カイはそう言って腕時計で時間を確認した。


「もうこんな時間か…。流石に日が暮れちまうな。仕方ない今日は温泉旅館で一晩過ごすか。」


「え!?ほんとに!温泉に入れるの?」


僕は温泉旅館という言葉に食いついた。


「ん?ああ。でもあんまり期待するなよ。大した規模の温泉じゃないから。」


「せっかく着替えたのに汗でベタベタで気持ち悪かったんだよー!」


僕は笑顔でカイに言った。


「なんかミチ。さっきからすごい嬉しそうだな。」


「うん!そうだよ?」


僕はそう答えたが、カイは何となくわからないなぁ。という表情で言った。


「そ、そっか。」


そして、ボソリと呟く。「なんだかさっきからニコニコし過ぎて怖いんだよなぁ…。まるで人が変わったみたいだ。」


「なんか言った?」


「え、な、何にもないよ!」


「そう。それならいいけどさ。

じゃ!行こっ!」


いつもならカイに文句をいう所だけど、今回は聞き流してあげた。自分でも驚くほど今の僕は何故が機嫌がいいみたいだ。


どうしてだろ?


カイも先ほどまでの僕の態度と、今の僕の態度が随分変わった事に困惑している様子だ。


「これが、…格の……か。」


その時、カイが何か言ったみたいだったけどあんまり聞こえなかった。



陽光デパートから出ると、もう夕日が辺りを照らしていた。


夕焼けのオレンジ色の光が辺りを照らし、多くのものがその光に照らされている。


無人の街に二人っきり。かつて人通りがそれなりにあっただろうこの場所はもう誰のものでも無い。誰もいない。

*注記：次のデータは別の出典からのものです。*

use crate::error::{ParamsError, Result};
use serde::{Deserialize, Serialize};
use std::time::Duration;

// Characters the query syntax already gives a meaning to
const RESERVED_MARKERS: &[char] = &[
    '\'', '_', '{', '}', '(', ')', '[', ']', ':', '.', ',', '!', '*', '=', '<', '>', '-', '/',
];

/// Configuration for one engine instance
#[derive(Debug, Clone, PartialEq, Eq, Serialize, Deserialize)]
#[serde(default)]
pub struct EngineConfig {
    /// Character introducing a placeholder
    pub marker: char,

    /// Show the panel right away instead of waiting for a toggle
    pub initially_visible: bool,

    /// Quiet period used to fold bursts of schema notifications into one pass
    pub debounce_ms: u64,

    /// Capacity of the pass update broadcast channel
    pub update_capacity: usize,
}

impl Default for EngineConfig {
    fn default() -> Self {
        Self {
            marker: '?',
            initially_visible: false,
            debounce_ms: 25,
            update_capacity: 32,
        }
    }
}

impl EngineConfig {
    /// React to schema notifications without waiting
    #[must_use]
    pub fn immediate() -> Self {
        Self {
            debounce_ms: 0,
            ..Default::default()
        }
    }

    #[must_use]
    pub const fn debounce(&self) -> Duration {
        Duration::from_millis(self.debounce_ms)
    }

    pub fn validate(&self) -> Result<()> {
        if self.update_capacity == 0 {
            return Err(ParamsError::invalid_config("update_capacity must be > 0"));
        }
        if self.marker.is_alphanumeric()
            || self.marker.is_whitespace()
            || RESERVED_MARKERS.contains(&self.marker)
        {
            return Err(ParamsError::invalid_config(format!(
                "{:?} cannot be used as a placeholder marker",
                self.marker
            )));
        }
        Ok(())
    }
}

#[cfg(test)]
mod tests {
    use super::*;

    #[test]
    fn default_is_valid() {
        EngineConfig::default().validate().unwrap();
        assert_eq!(EngineConfig::immediate().debounce(), Duration::ZERO);
    }

    #[test]
    fn rejects_bad_marker_and_capacity() {
        let config = EngineConfig {
            marker: 'x',
            ..Default::default()
        };
        assert!(config.validate().is_err());

        for marker in [':', '.', '[', '{', '\''] {
            let config = EngineConfig {
                marker,
                ..Default::default()
            };
            assert!(config.validate().is_err(), "{marker:?}");
        }
        let config = EngineConfig {
            marker: '$',
            ..Default::default()
        };
        config.validate().unwrap();

        let config = EngineConfig {
            update_capacity: 0,
            ..Default::default()
        };
        assert!(config.validate().is_err());
    }

    #[test]
    fn deserializes_partial_json() {
        let config: EngineConfig = serde_json::from_str(r#"{"marker": "$"}"#).unwrap();
        assert_eq!(config.marker, '$');
        assert_eq!(config.update_capacity, 32);
    }
}
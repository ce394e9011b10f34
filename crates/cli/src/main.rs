use anyhow::{Context, Result};
use clap::{Args, Parser, Subcommand};
use qparams_core::{
    EngineConfig, InMemorySchema, PanelView, ParameterEngine, SchemaDocument, SharedDocument,
};
use std::fs;
use std::path::PathBuf;
use std::sync::Arc;

#[derive(Parser)]
#[command(name = "qparams")]
#[command(about = "Inspect and bind FlexibleSearch query parameters", long_about = None)]
#[command(version)]
struct Cli {
    #[command(subcommand)]
    command: Commands,

    /// Enable verbose logging
    #[arg(short, long, global = true)]
    verbose: bool,

    /// Quiet mode: log only warnings/errors
    #[arg(long, global = true)]
    quiet: bool,
}

#[derive(Subcommand)]
enum Commands {
    /// List the parameters of a query
    Params {
        #[command(flatten)]
        input: InputArgs,

        /// Output JSON instead of text
        #[arg(long)]
        json: bool,
    },

    /// Print the query with parameter values substituted
    Bind {
        #[command(flatten)]
        input: InputArgs,
    },

    /// Print the value annotations shown after each placeholder
    Hints {
        #[command(flatten)]
        input: InputArgs,

        /// Output JSON instead of text
        #[arg(long)]
        json: bool,
    },
}

#[derive(Args)]
struct InputArgs {
    /// File holding the query text
    #[arg(long)]
    query: PathBuf,

    /// Schema file (.json or .toml) with declared attribute types
    #[arg(long)]
    schema: Option<PathBuf>,

    /// Parameter value as typed in the panel (repeatable)
    #[arg(long = "set", value_name = "NAME=VALUE", value_parser = parse_assignment)]
    assignments: Vec<(String, String)>,

    /// Placeholder marker
    #[arg(long, default_value_t = '?')]
    marker: char,
}

fn parse_assignment(raw: &str) -> std::result::Result<(String, String), String> {
    let (name, value) = raw
        .split_once('=')
        .ok_or_else(|| format!("expected NAME=VALUE, got {raw:?}"))?;
    let name = name.trim().trim_start_matches('?');
    if name.is_empty() {
        return Err(format!("missing parameter name in {raw:?}"));
    }
    Ok((name.to_string(), value.to_string()))
}

#[tokio::main]
async fn main() -> Result<()> {
    let cli = Cli::parse();

    let mut builder =
        env_logger::Builder::from_env(env_logger::Env::default().default_filter_or("info"));
    if cli.quiet {
        builder.filter_level(log::LevelFilter::Warn);
    } else if cli.verbose {
        builder.filter_level(log::LevelFilter::Debug);
    }
    builder.target(env_logger::Target::Stderr).init();

    match cli.command {
        Commands::Params { input, json } => {
            let engine = open(&input)?;
            print_view(&engine.view(), json)?;
        }
        Commands::Bind { input } => {
            let engine = open(&input)?;
            println!("{}", engine.query_with_bound_values());
        }
        Commands::Hints { input, json } => {
            let engine = open(&input)?;
            let hints = engine.inlay_hints();
            if json {
                println!("{}", serde_json::to_string_pretty(&hints)?);
            } else {
                for hint in hints {
                    println!("{}\t{}\t{}", hint.offset, hint.name, hint.label);
                }
            }
        }
    }

    Ok(())
}

/// Load inputs, run the first pass with the panel shown and apply `--set`s
fn open(input: &InputArgs) -> Result<ParameterEngine> {
    let query = fs::read_to_string(&input.query)
        .with_context(|| format!("Failed to read query {}", input.query.display()))?;
    let schema = match &input.schema {
        Some(path) => SchemaDocument::load(path)
            .with_context(|| format!("Failed to load schema {}", path.display()))?,
        None => SchemaDocument::default(),
    };
    let schema = Arc::new(InMemorySchema::from_document(schema)?);
    let document = Arc::new(SharedDocument::new(query.trim_end()));

    let config = EngineConfig {
        marker: input.marker,
        initially_visible: true,
        ..EngineConfig::immediate()
    };
    let engine = ParameterEngine::start(document, schema, config)?;
    log::debug!("Extracted {} parameters", engine.parameters().len());

    for (name, value) in &input.assignments {
        let canonical = engine
            .set_display_text(name, value)
            .with_context(|| format!("Cannot set parameter {name}"))?;
        log::debug!("{name} = {canonical}");
    }
    Ok(engine)
}

fn print_view(view: &PanelView, json: bool) -> Result<()> {
    if json {
        println!("{}", serde_json::to_string_pretty(view)?);
        return Ok(());
    }
    match view {
        PanelView::Hidden => {}
        PanelView::NotReady => println!("Initializing type system"),
        PanelView::NoParameters => println!("Query doesn't have parameters"),
        PanelView::Parameters(parameters) => {
            for parameter in parameters {
                let shown = qparams_core::codec::presentation(parameter.kind, &parameter.value);
                println!("{}\t{}\t{}", parameter.name, parameter.kind, shown);
            }
        }
    }
    Ok(())
}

誰も並ぶ事のないバス停の時刻表が長い影を作っていた。


「何で夕焼けって寂しく感じるのかな…。」


「さぁ?夜が終わりだとすると終わりに近づいて来ているからじゃないか?それに、こんな廃墟だしな。終わりって言うものは得てして寂しく感じる物なのさ。」


「そっか。そうかもね。」


僕は遠くに映る夕日を眺めた。



「どうして、僕はここにいるんだろう?

何か意味があってここにいるのかな?」


僕がボソリと呟くとカイは少し黙った。


「…」


そして、カイは僕の方を見ずに下を向いて話し出す。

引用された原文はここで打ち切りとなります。